In October, as the river season ends, we put nets over the spawning shallows to protect the mating fish, and then we don’t go in the river until the following March, when the trout have hatched and moved away from the gravels.
It’s well worth a visit to the upper reaches of the river in November to early December when the fish are spawning. If you approach reasonably quietly you should get a glimpse of some superb fish thrashing around in water that is scarcely deep enough to cover their backs; digging redds in the gravel, laying eggs and then fertilising them.
Winter work tends to include fence mending, to ensure the cattle don’t venture in and destroy the banks, clearing the banks of both river and lake and generally tidying up – everything that gets neglected in Spring and Summer when we’re busy with other stuff.
When Spring comes, first job is to remove the nets. Then the work comes in thick and fast – keeping the growth under control, clearing weed and sometimes algae from the lake, creating new riffles with gravel and topping up the old ones, planting ranunculus in some of the downstream swims, keeping the Norfolk Reed growth down in the middle section and sometimes getting the boat out and trimming the growth on the islands. There’s also the ongoing work of sieving the soil from the Coarse Lake to create gravel for the river and topsoil.

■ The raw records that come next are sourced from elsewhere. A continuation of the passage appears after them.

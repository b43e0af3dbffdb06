//! Global configuration settings

use serde::Deserialize;
use std::time::Duration;

/// Settings shared by the trigger, dispatcher and shutdown logic
#[derive(Debug, Clone, Deserialize)]
#[serde(default)]
pub struct GlobalConfig {
    /// Capacity of the background publish channel
    /// Default: 1000
    pub queue_size: usize,

    /// How long to wait for the trigger to drain on shutdown
    /// Default: 10s
    #[serde(with = "humantime_serde")]
    pub shutdown_timeout: Duration,
}

impl Default for GlobalConfig {
    fn default() -> Self {
        Self {
            queue_size: 1000,
            shutdown_timeout: Duration::from_secs(10),
        }
    }
}

#[cfg(test)]
mod tests {
    use super::*;

    #[test]
    fn test_default_config() {
        let config = GlobalConfig::default();
        assert_eq!(config.queue_size, 1000);
        assert_eq!(config.shutdown_timeout, Duration::from_secs(10));
    }

    #[test]
    fn test_deserialize_empty() {
        let config: GlobalConfig = toml::from_str("").unwrap();
        assert_eq!(config.queue_size, 1000);
    }

    #[test]
    fn test_deserialize_full() {
        let toml = r#"
queue_size = 64
shutdown_timeout = "2s 500ms"
"#;
        let config: GlobalConfig = toml::from_str(toml).unwrap();
        assert_eq!(config.queue_size, 64);
        assert_eq!(config.shutdown_timeout, Duration::from_millis(2500));
    }

    #[test]
    fn test_deserialize_bad_duration() {
        let result = toml::from_str::<GlobalConfig>("shutdown_timeout = \"soon\"");
        assert!(result.is_err());
    }
}
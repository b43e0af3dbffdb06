//! Conversion Transformer - Event to JSON or XML
//!
//! Serializes the incoming event, sets the response content type to match,
//! and forwards the serialized text. XML uses PascalCase element names under
//! an `<Event>` root; JSON uses the camelCase wire names.

use std::sync::Arc;

use edgeflow_config::FunctionConfig;
use edgeflow_protocol::{CONTENT_TYPE_JSON, CONTENT_TYPE_XML, Payload};

use crate::registry::FunctionFactory;
use crate::{
    FunctionContext, Outcome, TransformError, TransformFuture, TransformResult, Transformer,
    require_event,
};

#[cfg(test)]
#[path = "mod_test.rs"]
mod tests;

/// Output format
#[derive(Debug, Clone, Copy, PartialEq, Eq)]
pub enum ConversionFormat {
    Json,
    Xml,
}

impl ConversionFormat {
    fn content_type(self) -> &'static str {
        match self {
            Self::Json => CONTENT_TYPE_JSON,
            Self::Xml => CONTENT_TYPE_XML,
        }
    }

    fn as_str(self) -> &'static str {
        match self {
            Self::Json => "json",
            Self::Xml => "xml",
        }
    }
}

/// Event serializer
pub struct ConversionTransformer {
    format: ConversionFormat,
}

impl ConversionTransformer {
    pub fn new(format: ConversionFormat) -> Self {
        Self { format }
    }

    pub fn json() -> Self {
        Self::new(ConversionFormat::Json)
    }

    pub fn xml() -> Self {
        Self::new(ConversionFormat::Xml)
    }
}

impl Transformer for ConversionTransformer {
    fn transform<'a>(
        &'a self,
        ctx: &'a mut FunctionContext,
        input: Option<Payload>,
    ) -> TransformFuture<'a> {
        Box::pin(async move {
            let event = require_event(self.name(), ctx, input)?;

            let encoded = match self.format {
                ConversionFormat::Json => event.to_json(),
                ConversionFormat::Xml => event.to_xml(),
            }
            .map_err(|e| TransformError::encode(self.format.as_str(), e.to_string()))?;

            ctx.set_response_content_type(self.format.content_type());
            Ok(Outcome::next(encoded))
        })
    }

    fn name(&self) -> &'static str {
        match self.format {
            ConversionFormat::Json => "to_json",
            ConversionFormat::Xml => "to_xml",
        }
    }

    fn wants_event(&self) -> bool {
        true
    }
}

/// Factory for one output format
pub struct ConversionFactory {
    format: ConversionFormat,
}

impl ConversionFactory {
    pub fn new(format: ConversionFormat) -> Self {
        Self { format }
    }
}

impl FunctionFactory for ConversionFactory {
    fn create(&self, _config: &FunctionConfig) -> TransformResult<Arc<dyn Transformer>> {
        Ok(Arc::new(ConversionTransformer::new(self.format)))
    }

    fn name(&self) -> &'static str {
        match self.format {
            ConversionFormat::Json => "to_json",
            ConversionFormat::Xml => "to_xml",
        }
    }
}
//! Shared helpers for unit tests

use std::sync::Arc;

use edgeflow_protocol::{Event, ValueType};
use edgeflow_secrets::MemorySecretStore;

use crate::FunctionContext;

/// Context for pipeline `test-pipeline` backed by a fresh secret store
pub fn test_context() -> FunctionContext {
    context_with_store(MemorySecretStore::new())
}

pub fn context_with_store(store: MemorySecretStore) -> FunctionContext {
    FunctionContext::new("corr-1", "application/json", "test-pipeline", Arc::new(store))
}

/// Event from device `X` with one Int32 reading `r = 42`
pub fn sample_event() -> Event {
    let mut event = Event::new("profile", "X", "source");
    event.add_simple_reading("r", ValueType::INT32, "42");
    event
}
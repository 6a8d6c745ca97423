//! Hashing primitives for LinkChain

use sha2::{Digest, Sha256};

/// Raw 32-byte SHA-256 output.
pub type Sha256Hash = [u8; 32];

/// Hashes the concatenation of `parts` in order, with no separators.
pub fn sha256(parts: &[&[u8]]) -> Sha256Hash {
    let mut hasher = Sha256::new();
    for part in parts {
        hasher.update(part);
    }
    hasher.finalize().into()
}

/// Lowercase hex rendering of a SHA-256 digest over `parts`.
pub fn sha256_hex(parts: &[&[u8]]) -> String {
    hex::encode(sha256(parts))
}

/// Digest of a block's canonical encoding: the decimal timestamp, the raw
/// payload bytes and the previous block's hex hash, concatenated.
///
/// Every node must produce byte-identical input here, so the timestamp is
/// rendered through `i64`'s `Display` (ASCII digits, optional leading `-`,
/// never padded or locale-formatted).
pub fn block_digest(timestamp: i64, data: &str, previous_hash: &str) -> String {
    let ts = timestamp.to_string();
    sha256_hex(&[ts.as_bytes(), data.as_bytes(), previous_hash.as_bytes()])
}
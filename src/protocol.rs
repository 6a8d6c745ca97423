//! Block propagation protocol
//!
//! One message type exists: a block announcement, `BLOCK <payload>`. A node
//! that receives one appends the payload to its own ledger, computing its
//! own link to its own tail, and does not forward it any further. There is
//! no acknowledgment, retry or ordering guarantee across peers.

pub mod codec;

pub use codec::{Frame, Framing, FramingError, PeerCodec};

use crate::blockchain::{Block, Ledger};
use crate::error::{ChainError, Result};
use crate::network::{ConnectionRegistry, InboundFrame};
use std::sync::Arc;
use tokio::sync::{mpsc, RwLock};
use tokio_util::sync::CancellationToken;
use tracing::{debug, info, warn};

pub const BLOCK_PREFIX: &str = "BLOCK ";

#[derive(Debug, Clone, PartialEq, Eq)]
pub enum Message {
    Block(String),
}

impl Message {
    pub fn parse(line: &str) -> Result<Message> {
        match line.strip_prefix(BLOCK_PREFIX) {
            Some(payload) => Ok(Message::Block(payload.to_string())),
            None => Err(ChainError::MalformedMessage(line.to_string())),
        }
    }

    /// Wire text of the message, without framing.
    pub fn encode(&self) -> String {
        match self {
            Message::Block(payload) => format!("{}{}", BLOCK_PREFIX, payload),
        }
    }
}

impl From<&Block> for Message {
    fn from(block: &Block) -> Self {
        Message::Block(block.data.clone())
    }
}

pub struct Propagator {
    ledger: Arc<RwLock<Ledger>>,
    registry: Arc<ConnectionRegistry>,
}

impl Propagator {
    pub fn new(ledger: Arc<RwLock<Ledger>>, registry: Arc<ConnectionRegistry>) -> Self {
        Self { ledger, registry }
    }

    /// Sends a block announcement to every connected peer and returns how
    /// many peers accepted it.
    pub async fn announce(&self, block: &Block) -> Result<usize> {
        let delivered = self.registry.broadcast(&Message::from(block).encode()).await?;
        info!(hash = %block.hash, peers = delivered, "Broadcasted block");
        Ok(delivered)
    }

    /// Applies one inbound frame to the local ledger. Announced payloads are
    /// re-chained locally; the sender's hashes are never adopted.
    pub async fn ingest(&self, frame: &InboundFrame) -> Result<Block> {
        match Message::parse(&frame.line)? {
            Message::Block(payload) => {
                let block = self.ledger.write().await.append(payload);
                info!(peer = %frame.from, hash = %block.hash, "New block added from peer");
                Ok(block)
            }
        }
    }

    /// Drains `inbound` until the channel closes or `cancel` fires.
    /// Malformed frames are logged and dropped; the sending connection
    /// stays open.
    pub async fn run(self: Arc<Self>, mut inbound: mpsc::Receiver<InboundFrame>, cancel: CancellationToken) {
        loop {
            tokio::select! {
                _ = cancel.cancelled() => break,
                frame = inbound.recv() => match frame {
                    Some(frame) => {
                        if let Err(e) = self.ingest(&frame).await {
                            warn!(peer = %frame.from, error = %e, "Unknown message type received");
                        }
                    }
                    None => break,
                },
            }
        }
        debug!("Propagation ingest loop stopped");
    }
}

All this keeps us busy until October comes round again.
It’s not hard work really, although it’s quite relentless. Personally, it’s a welcome antidote to so many days spent in the office in front of a blank computer screen haunted by deadlines. Although the work is not exactly taxing, there’s something mentally restorative about it and the surroundings are endlessly beautiful and fascinating. And at the end of the day it helps to improve all our fishing.
So let’s give a big hand to Dave, Steve, Ray, Jim, Tom, Paul, Big Dave and all the others who give their time to keep the fishery working.
And if anyone happens to come across a sickle in the river, could we please have it back?
[If you’d like to join the work parties, please call John on 07774 197411 to find out the date of the next one. Your reward for a few hours work on a Saturday will be free fishing].








I’m feeling guilty as I catch the river trout and enjoy the environment but don’t join the work parties. I may start joining the work groups this winter.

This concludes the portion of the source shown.